Data to process:
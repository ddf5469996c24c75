//! Chorus Protocol - wire types shared by hub, edge and clients
//!
//! - `LinkMessage`: rkyv frames exchanged between the hub and its edges
//! - `AclSnapshot` / `EncodedSnapshot`: replicated access-control state
//! - `AuthRequest` / `AuthResult`: identity resolution inputs and outputs
//! - `ClientRequest` / `ClientResponse`: JSON command frames from clients
//!
//! Link structures use rkyv with bytecheck validation on decode.

mod acl;
mod auth;
mod client;
mod compression;
mod link;

pub use acl::*;
pub use auth::*;
pub use client::*;
pub use compression::*;
pub use link::*;

use thiserror::Error;

/// Errors produced while encoding or decoding wire structures
#[derive(Error, Debug)]
pub enum CodecError {
    #[error("Serialization failed: {0}")]
    Encode(String),

    #[error("Malformed frame: {0}")]
    Decode(String),

    #[error("Checksum mismatch: expected {expected:#010x}, got {actual:#010x}")]
    ChecksumMismatch { expected: u32, actual: u32 },

    #[error("Snapshot version mismatch: envelope {envelope}, body {body}")]
    VersionMismatch { envelope: u64, body: u64 },

    #[error("Snapshot epoch mismatch: envelope {envelope:#018x}, body {body:#018x}")]
    EpochMismatch { envelope: u64, body: u64 },

    #[error("Compression error: {0}")]
    Compression(#[from] CompressionError),
}

/// Copy bytes into an aligned buffer so archived access never sees a misaligned slice
pub(crate) fn aligned(bytes: &[u8]) -> rkyv::util::AlignedVec {
    let mut buf: rkyv::util::AlignedVec = rkyv::util::AlignedVec::with_capacity(bytes.len());
    buf.extend_from_slice(bytes);
    buf
}
//! Chorus Crypto - credential digests and certificate handling
//!
//! This crate provides:
//! - Salted HMAC-SHA256 digests for cached passwords
//! - Keyed credential hashing for session tracking
//! - X.509 inspection and SHA-256 certificate fingerprints
//! - Self-signed and CA-issued certificate generation

mod certificate;
mod digest;

pub use certificate::*;
pub use digest::*;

Problem details: Return the records in full. Omit nothing.

Your response:
repository ddf5469996c24c75
//! Chorus Protocol - wire types shared by hub, edge and clients
//!
//! - `LinkMessage`: rkyv frames exchanged between the hub and its edges
//! - `AclSnapshot` / `EncodedSnapshot`: replicated access-control state
//! - `AuthRequest` / `AuthResult`: identity resolution inputs and outputs
//! - `ClientRequest` / `ClientResponse`: JSON command frames from clients
//!
//! Link structures use rkyv with bytecheck validation on decode.

mod acl;
mod auth;
mod client;
mod compression;
mod link;

pub use acl::*;
pub use auth::*;
pub use client::*;
pub use compression::*;
pub use link::*;

use thiserror::Error;

/// Errors produced while encoding or decoding wire structures
#[derive(Error, Debug)]
pub enum CodecError {
    #[error("Serialization failed: {0}")]
    Encode(String),

    #[error("Malformed frame: {0}")]
    Decode(String),

    #[error("Checksum mismatch: expected {expected:#010x}, got {actual:#010x}")]
    ChecksumMismatch { expected: u32, actual: u32 },

    #[error("Snapshot version mismatch: envelope {envelope}, body {body}")]
    VersionMismatch { envelope: u64, body: u64 },

    #[error("Snapshot epoch mismatch: envelope {envelope:#018x}, body {body:#018x}")]
    EpochMismatch { envelope: u64, body: u64 },

    #[error("Compression error: {0}")]
    Compression(#[from] CompressionError),
}

/// Copy bytes into an aligned buffer so archived access never sees a misaligned slice
pub(crate) fn aligned(bytes: &[u8]) -> rkyv::util::AlignedVec {
    let mut buf: rkyv::util::AlignedVec = rkyv::util::AlignedVec::with_capacity(bytes.len());
    buf.extend_from_slice(bytes);
    buf
}
//! Chorus Crypto - credential digests and certificate handling
//!
//! This crate provides:
//! - Salted HMAC-SHA256 digests for cached passwords
//! - Keyed credential hashing for session tracking
//! - X.509 inspection and SHA-256 certificate fingerprints
//! - Self-signed and CA-issued certificate generation

mod certificate;
mod digest;

pub use certificate::*;
pub use digest::*;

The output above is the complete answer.